-------- RECORDS SHOWN --------
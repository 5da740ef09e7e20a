//! Wires the collaborators together and runs one sync.

use std::path::PathBuf;

use anyhow::Context;
use dxsync_platform::Client;
use dxsync_sync::{NdjsonSource, SnapshotSync, SyncConfig, SyncEvent, SyncReport};
use dxsync_transfer::HttpTransport;
use tracing::{debug, info};

use crate::config::Config;
use crate::secrets;

/// Inputs for one run, taken from the command line.
#[derive(Debug, Clone)]
pub struct RunArgs {
    pub dataset_id: String,
    pub table_name: String,
    pub records: PathBuf,
    pub schema: Option<PathBuf>,
}

/// Builds the sync settings from the resolved configuration.
pub fn sync_config(args: &RunArgs, config: &Config) -> SyncConfig {
    SyncConfig {
        workspace_id: config.workspace_id.clone(),
        chunk_size: config.chunk_size,
        chunk_threshold: config.chunk_threshold,
        retry: config.retry.to_policy(),
        ..SyncConfig::new(&args.dataset_id, &args.table_name)
    }
}

pub async fn run(args: RunArgs, config: Config) -> anyhow::Result<SyncReport> {
    info!(
        source = %format!("{}.{}", args.dataset_id, args.table_name),
        base_url = %config.base_url,
        "source dataset"
    );

    let credentials = secrets::load_credentials(&config.secrets, |k| std::env::var(k).ok())?;
    let client = Client::new(&credentials, config.request_timeout())
        .context("building DX client")?
        .with_base_url(&config.base_url);
    let transport =
        HttpTransport::new(config.request_timeout()).context("building upload transport")?;

    let mut source = NdjsonSource::new(&args.records);
    if let Some(schema) = &args.schema {
        source = source.with_schema(schema);
    }

    let mut sync = SnapshotSync::new(&client, &source, &transport);
    let events = sync.take_events();
    let drain = events.map(|mut rx| {
        tokio::spawn(async move {
            while let Some(event) = rx.recv().await {
                log_event(&event);
            }
        })
    });

    let result = sync.run(&sync_config(&args, &config)).await;
    drop(sync);
    if let Some(handle) = drain {
        let _ = handle.await;
    }

    Ok(result?)
}

fn log_event(event: &SyncEvent) {
    match event {
        SyncEvent::DatasetResolved {
            dataset_id,
            created: true,
        } => info!(dataset = %dataset_id, "created destination dataset"),
        other => debug!(event = ?other, "sync event"),
    }
}

#[cfg(test)]
mod tests {
    use super::*;

    #[test]
    fn sync_config_takes_configured_values() {
        let args = RunArgs {
            dataset_id: "warehouse".into(),
            table_name: "orders".into(),
            records: PathBuf::from("orders.ndjson"),
            schema: None,
        };
        let config = Config {
            workspace_id: Some("1001".into()),
            chunk_size: 256 * 1024,
            chunk_threshold: 1024,
            ..Config::default()
        };

        let sync = sync_config(&args, &config);
        assert_eq!(sync.source_dataset, "warehouse");
        assert_eq!(sync.table_name, "orders");
        assert_eq!(sync.workspace_id.as_deref(), Some("1001"));
        assert_eq!(sync.chunk_size, 256 * 1024);
        assert_eq!(sync.chunk_threshold, 1024);
        assert_eq!(sync.retry.max_attempts, config.retry.max_attempts);
    }
}
use dxsync_protocol::Installation;

use crate::error::SyncError;

/// Picks the installation bound to `workspace_id`.
///
/// Checks run in order: an empty list, a missing id, a non-numeric id, then
/// the lookup itself. The first matching installation wins.
pub fn select_installation<'a>(
    installations: &'a [Installation],
    workspace_id: Option<&str>,
) -> Result<&'a Installation, SyncError> {
    if installations.is_empty() {
        return Err(SyncError::NoInstallations);
    }
    let raw = workspace_id
        .map(str::trim)
        .filter(|s| !s.is_empty())
        .ok_or(SyncError::MissingWorkspaceId)?;
    let target: i64 = raw
        .parse()
        .map_err(|_| SyncError::InvalidWorkspaceId(raw.to_string()))?;

    installations
        .iter()
        .find(|i| i.workspace_id == target)
        .ok_or(SyncError::InstallationNotFound(target))
}

#[cfg(test)]
mod tests {
    use super::*;

    fn installs() -> Vec<Installation> {
        vec![
            Installation {
                id: 1,
                workspace_id: 100,
                name: "first".into(),
            },
            Installation {
                id: 2,
                workspace_id: 200,
                name: "second".into(),
            },
            Installation {
                id: 3,
                workspace_id: 200,
                name: "duplicate".into(),
            },
        ]
    }

    #[test]
    fn picks_first_match() {
        let list = installs();
        let found = select_installation(&list, Some("200")).unwrap();
        assert_eq!(found.id, 2);
    }

    #[test]
    fn empty_list_checked_first() {
        let err = select_installation(&[], None).unwrap_err();
        assert!(matches!(err, SyncError::NoInstallations));
    }

    #[test]
    fn missing_workspace_id() {
        let list = installs();
        assert!(matches!(
            select_installation(&list, None),
            Err(SyncError::MissingWorkspaceId)
        ));
        assert!(matches!(
            select_installation(&list, Some("  ")),
            Err(SyncError::MissingWorkspaceId)
        ));
    }

    #[test]
    fn non_numeric_workspace_id() {
        let list = installs();
        let err = select_installation(&list, Some("abc")).unwrap_err();
        assert!(matches!(err, SyncError::InvalidWorkspaceId(ref s) if s == "abc"));
    }

    #[test]
    fn unknown_workspace() {
        let list = installs();
        let err = select_installation(&list, Some("300")).unwrap_err();
        assert!(matches!(err, SyncError::InstallationNotFound(300)));
        assert_eq!(err.to_string(), "installation for workspace 300 not found");
    }
}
--------
→ **ABOUT THIS EXERCISE**: Each line from the material above that mentions the word "building" needs to be copied.

→ **WRITTEN SOLUTION**:
        .context("building DX client")?
        HttpTransport::new(config.request_timeout()).context("building upload transport")?;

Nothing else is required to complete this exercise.